Exhibit 4 provides a glimpse into the causes of Spain’s high deficit. The exhibit depicts the ratios of non-financial government expenditure and revenue over GDP for the EU-28. The year of reference is 2018 and the countries are ranked in order of expenditure, from highest to lowest. Spain, which ranks eighteenth, has an expenditure ratio of 41.3%. This is 4.3 percentage points below the EU-28 average and 5.5 percentage points below the Eurozone average. The ten member states with lower spending levels include the Anglo-Saxon countries (UK, Ireland and Malta, a former British colony) and Eastern European countries. Excluding Romania, the ten countries with the highest imbalances all spend significantly more than Spain. Although the UK is similar in profile to Spain, its deficit was one percentage point lower than Spain’s in 2018. In short, the comparative European analysis reveals that the source of Spain’s high deficit lies more with a shortfall of revenue than an excess of spending.

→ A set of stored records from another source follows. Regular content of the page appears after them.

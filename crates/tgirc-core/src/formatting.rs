//! Text formatting between the two networks.

/// IRC bold control code.
const IRC_BOLD: char = '\x02';
/// IRC italics control code.
const IRC_ITALIC: char = '\x1D';

/// Escape the metacharacters of Telegram's legacy Markdown that IRC users type
/// literally, so `*stars*` and `snake_case` are not rendered as formatting.
pub fn escape_markdown(text: &str) -> String {
    let mut out = String::with_capacity(text.len());
    for c in text.chars() {
        if matches!(c, '*' | '_') {
            out.push('\\');
        }
        out.push(c);
    }
    out
}

/// Convert an IRC line into Telegram Markdown: literal metacharacters are
/// escaped first, then IRC bold/italics codes become Markdown delimiters.
pub fn irc_to_markdown(text: &str) -> String {
    escape_markdown(text)
        .replace(IRC_BOLD, "*")
        .replace(IRC_ITALIC, "_")
}

/// Remove IRC formatting codes for the plain-text rendering.
pub fn strip_irc_formatting(text: &str) -> String {
    text.chars()
        .filter(|&c| c != IRC_BOLD && c != IRC_ITALIC)
        .collect()
}

pub fn irc_message_markdown(nick: &str, text: &str) -> String {
    format!("*<{nick}>* {}", irc_to_markdown(text))
}

pub fn irc_message_plain(nick: &str, text: &str) -> String {
    format!("<{nick}> {}", strip_irc_formatting(text))
}

pub fn irc_action_markdown(nick: &str, text: &str) -> String {
    format!("*★ {nick}* {}", irc_to_markdown(text))
}

pub fn irc_action_plain(nick: &str, text: &str) -> String {
    format!("★ {nick} {}", strip_irc_formatting(text))
}

/// One IRC line relayed from Telegram.
pub fn telegram_line(username: &str, line: &str) -> String {
    format!("<{username}> {line}")
}

pub fn forwarded(text: &str, origin: &str) -> String {
    format!("[fwd from {origin}] {text}")
}

pub fn reply(text: &str, origin: &str) -> String {
    format!("[reply to {origin}] {text}")
}

pub fn location_url(latitude: f64, longitude: f64) -> String {
    format!(
        "https://maps.google.com/maps?q={latitude:.6},{longitude:.6}&ll={latitude:.6},{longitude:.6}&z=16"
    )
}

pub fn contact(first_name: &str, last_name: &str, phone: &str) -> String {
    format!("{first_name} {last_name} ({phone})")
}

#[cfg(test)]
mod tests {
    use super::*;

    #[test]
    fn escapes_markdown_metacharacters() {
        assert_eq!(escape_markdown("hello *world*"), "hello \\*world\\*");
        assert_eq!(escape_markdown("snake_case"), "snake\\_case");
        assert_eq!(escape_markdown("plain"), "plain");
    }

    #[test]
    fn irc_formatting_becomes_markdown() {
        assert_eq!(irc_to_markdown("\x02bold\x02 and \x1Dit\x1D"), "*bold* and _it_");
        assert_eq!(irc_to_markdown("\x02a*b\x02"), "*a\\*b*");
    }

    #[test]
    fn message_formats() {
        assert_eq!(
            irc_message_markdown("alice", "hello *world*"),
            "*<alice>* hello \\*world\\*"
        );
        assert_eq!(irc_message_plain("alice", "\x02hi\x02"), "<alice> hi");
        assert_eq!(irc_action_markdown("bob", "waves"), "*★ bob* waves");
        assert_eq!(irc_action_plain("bob", "waves"), "★ bob waves");
        assert_eq!(telegram_line("carol", "hey"), "<carol> hey");
    }

    #[test]
    fn origin_prefixes() {
        assert_eq!(forwarded("text", "dave"), "[fwd from dave] text");
        assert_eq!(reply("text", "erin"), "[reply to erin] text");
    }

    #[test]
    fn location_and_contact() {
        assert_eq!(
            location_url(60.1699, 24.9384),
            "https://maps.google.com/maps?q=60.169900,24.938400&ll=60.169900,24.938400&z=16"
        );
        assert_eq!(contact("Ada", "Lovelace", "+44 1"), "Ada Lovelace (+44 1)");
    }
}
//! Daily-rotating audit log writer.
//!
//! Producers hold a cheap [`LogSink`] and push [`LogRecord`]s into a bounded
//! queue. A single worker task owns the open file, so there is never more than
//! one writer per file.

use std::{
    path::{Path, PathBuf},
    sync::Arc,
};

use chrono::{Local, NaiveDate};
use tokio::{
    fs::{File, OpenOptions},
    io::{AsyncWriteExt, BufWriter, Stdout},
    sync::mpsc,
    task::JoinHandle,
};
use tokio_util::sync::CancellationToken;
use tracing::{debug, error, info, warn};

use crate::{errors::Error, record::LogRecord, Result};

pub const DEFAULT_QUEUE_CAPACITY: usize = 32;
pub const DEFAULT_FLUSH_EVERY: usize = 5;

/// Source of the calendar day used as the rotation key.
pub trait Clock: Send + Sync + 'static {
    fn today(&self) -> NaiveDate;
}

/// Process-local calendar day.
#[derive(Clone, Copy, Debug, Default)]
pub struct SystemClock;

impl Clock for SystemClock {
    fn today(&self) -> NaiveDate {
        Local::now().date_naive()
    }
}

#[derive(Clone, Debug)]
pub struct JournalConfig {
    pub dir: PathBuf,
    pub queue_capacity: usize,
    pub flush_every: usize,
    pub echo_stdout: bool,
}

impl JournalConfig {
    pub fn new(dir: impl Into<PathBuf>) -> Self {
        Self {
            dir: dir.into(),
            queue_capacity: DEFAULT_QUEUE_CAPACITY,
            flush_every: DEFAULT_FLUSH_EVERY,
            echo_stdout: false,
        }
    }
}

/// File name for a given day, e.g. `2024-05-01.log`.
pub fn file_name(day: NaiveDate) -> String {
    format!("{}.log", day.format("%Y-%m-%d"))
}

/// Producer handle. Cloning is cheap; every clone feeds the same worker.
#[derive(Clone, Debug)]
pub struct LogSink {
    tx: mpsc::Sender<LogRecord>,
}

impl LogSink {
    /// A sink with no file behind it; records arrive on the returned receiver.
    pub fn detached(capacity: usize) -> (Self, mpsc::Receiver<LogRecord>) {
        let (tx, rx) = mpsc::channel(capacity.max(1));
        (Self { tx }, rx)
    }

    /// Enqueue a record, waiting for queue space if the writer is behind.
    pub async fn submit(&self, record: LogRecord) -> Result<()> {
        self.tx.send(record).await.map_err(|_| Error::LogClosed)
    }
}

/// Owner handle of the writer task.
pub struct LogWriter {
    sink: LogSink,
    stop: CancellationToken,
    failed: CancellationToken,
    task: JoinHandle<Result<()>>,
}

impl LogWriter {
    /// Open today's file and start the worker.
    ///
    /// Fails if the first file cannot be opened; callers treat that as fatal.
    pub async fn start(cfg: JournalConfig, clock: Arc<dyn Clock>) -> Result<Self> {
        let today = clock.today();
        let file = DayFile::open(&cfg.dir, today).await?;

        let (tx, rx) = mpsc::channel(cfg.queue_capacity.max(1));
        let stop = CancellationToken::new();
        let failed = CancellationToken::new();

        let worker = Worker {
            flush_every: cfg.flush_every.max(1),
            stdout: cfg.echo_stdout.then(tokio::io::stdout),
            dir: cfg.dir,
            clock,
            rx,
            stop: stop.clone(),
            file: Some(file),
            pending: 0,
        };
        let task = tokio::spawn(worker.run(failed.clone()));

        Ok(Self {
            sink: LogSink { tx },
            stop,
            failed,
            task,
        })
    }

    pub fn sink(&self) -> LogSink {
        self.sink.clone()
    }

    /// Cancelled when the worker stops because of an I/O failure.
    pub fn failed(&self) -> CancellationToken {
        self.failed.clone()
    }

    /// Flush, fsync and close the current file, returning the worker's outcome.
    ///
    /// Records already queued are written before the file is closed. Producers
    /// should have stopped by now; anything submitted afterwards is rejected
    /// with [`Error::LogClosed`].
    pub async fn shutdown(self) -> Result<()> {
        self.stop.cancel();
        drop(self.sink);
        match self.task.await {
            Ok(res) => res,
            Err(e) => Err(Error::External(format!("log writer task failed: {e}"))),
        }
    }
}

struct DayFile {
    day: NaiveDate,
    path: PathBuf,
    writer: BufWriter<File>,
}

impl DayFile {
    async fn open(dir: &Path, day: NaiveDate) -> Result<Self> {
        let path = dir.join(file_name(day));

        let mut opts = OpenOptions::new();
        opts.create(true).append(true);
        #[cfg(unix)]
        opts.mode(0o600);

        let file = opts.open(&path).await.map_err(|source| Error::LogFile {
            path: path.clone(),
            source,
        })?;
        info!(path = %path.display(), "opened log file");

        Ok(Self {
            day,
            path,
            writer: BufWriter::new(file),
        })
    }

    async fn flush(&mut self) -> Result<()> {
        self.writer.flush().await.map_err(|source| Error::LogFile {
            path: self.path.clone(),
            source,
        })
    }

    async fn close(mut self) -> Result<()> {
        self.flush().await?;
        self.writer
            .get_mut()
            .sync_all()
            .await
            .map_err(|source| Error::LogFile {
                path: self.path.clone(),
                source,
            })?;
        debug!(path = %self.path.display(), "closed log file");
        Ok(())
    }
}

struct Worker {
    dir: PathBuf,
    flush_every: usize,
    stdout: Option<Stdout>,
    clock: Arc<dyn Clock>,
    rx: mpsc::Receiver<LogRecord>,
    stop: CancellationToken,
    file: Option<DayFile>,
    pending: usize,
}

impl Worker {
    async fn run(mut self, failed: CancellationToken) -> Result<()> {
        let res = self.run_inner().await;
        if let Err(e) = &res {
            error!("log writer failed: {e}");
            // Whatever is still buffered is worth one more try.
            if let Some(file) = self.file.as_mut() {
                if let Err(flush_err) = file.flush().await {
                    error!("final log flush failed: {flush_err}");
                }
            }
            failed.cancel();
        }
        res
    }

    async fn run_inner(&mut self) -> Result<()> {
        loop {
            let record = tokio::select! {
                biased;
                _ = self.stop.cancelled() => break,
                rec = self.rx.recv() => match rec {
                    Some(rec) => rec,
                    None => break,
                },
            };
            self.write(record).await?;
        }

        // Stop accepting, then write out whatever was queued before the stop.
        self.rx.close();
        while let Some(record) = self.rx.recv().await {
            self.write(record).await?;
        }

        if let Some(file) = self.file.take() {
            file.close().await?;
        }
        Ok(())
    }

    async fn write(&mut self, record: LogRecord) -> Result<()> {
        let today = self.clock.today();
        if self.file.as_ref().map(|f| f.day) != Some(today) {
            self.rotate(today).await?;
        }

        if let Some(out) = self.stdout.as_mut() {
            let echoed = match out.write_all(record.as_bytes()).await {
                Ok(()) => out.flush().await,
                Err(e) => Err(e),
            };
            if let Err(e) = echoed {
                warn!("failed to echo log record: {e}");
            }
        }

        let file = self.file.as_mut().ok_or(Error::LogClosed)?;
        file.writer
            .write_all(record.as_bytes())
            .await
            .map_err(|source| Error::LogFile {
                path: file.path.clone(),
                source,
            })?;

        self.pending += 1;
        if self.pending >= self.flush_every {
            self.pending = 0;
            file.flush().await?;
        }
        Ok(())
    }

    /// Close the current day's file before the new one takes any writes.
    async fn rotate(&mut self, today: NaiveDate) -> Result<()> {
        if let Some(old) = self.file.take() {
            info!(from = %old.day, to = %today, "rotating log file");
            old.close().await?;
        }
        self.pending = 0;
        self.file = Some(DayFile::open(&self.dir, today).await?);
        Ok(())
    }
}
use teloxide::{dispatching::Dispatcher, dptree, prelude::*};

use tokio::sync::mpsc;
use tokio_util::sync::CancellationToken;
use tracing::{debug, info};

use tgirc_core::events::TelegramMessage;

use crate::convert;

/// Check the token with `getMe`, returning the bot's username.
pub async fn check_connection(bot: &Bot) -> anyhow::Result<String> {
    let me = bot.get_me().await?;
    Ok(me.username().to_string())
}

/// Long-poll for updates, forwarding every message to `tx`.
///
/// Returns when `cancel` fires or the receiving side goes away.
pub async fn run_polling(bot: Bot, tx: mpsc::Sender<TelegramMessage>, cancel: CancellationToken) {
    let handler = dptree::entry().branch(Update::filter_message().endpoint(handle_message));

    let mut dispatcher = Dispatcher::builder(bot, handler)
        .dependencies(dptree::deps![tx.clone()])
        .build();

    info!("Telegram polling started");
    tokio::select! {
      _ = dispatcher.dispatch() => {}
      _ = cancel.cancelled() => debug!("Telegram polling cancelled"),
      _ = tx.closed() => debug!("Telegram event receiver dropped"),
    }
    info!("Telegram polling stopped");
}

async fn handle_message(msg: Message, tx: mpsc::Sender<TelegramMessage>) -> ResponseResult<()> {
    for event in convert::to_events(&msg) {
        if tx.send(event).await.is_err() {
            break;
        }
    }
    Ok(())
}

Exhibit 5 compares the public expense structure in Spain with the EU-28 average. It is worth highlighting the greater share of compensation, attributable to a higher propensity to produce certain labour-intensive public services, such as healthcare and education. Also noteworthy is the public sector’s higher interest burden due to its larger debt stock. Lastly, Exhibit 5 depicts Spain’s lower level of public investment, which is due to the government’s consolidation effort. Spain has fallen from being one of the countries with the highest levels of investment in infrastructure in terms of GDP to well below the EU average.
Meanwhile, Exhibit 6 presents the breakdown of tax revenue, compiled from 2016 data published by the OECD. [3] Spain is clearly above the OECD average in terms of the weight of social security contributions and, to a lesser degree, property tax. However, the contribution of tax from consumption, personal income and corporate income tax are all below average. This can be explained by the existence of tax exemptions of all kinds rather than the tax rates themselves, which are generally speaking similar to those prevailing in the EU. [4] All of this is compounded by the existence of a larger black economy and higher incidence of tax fraud. [5]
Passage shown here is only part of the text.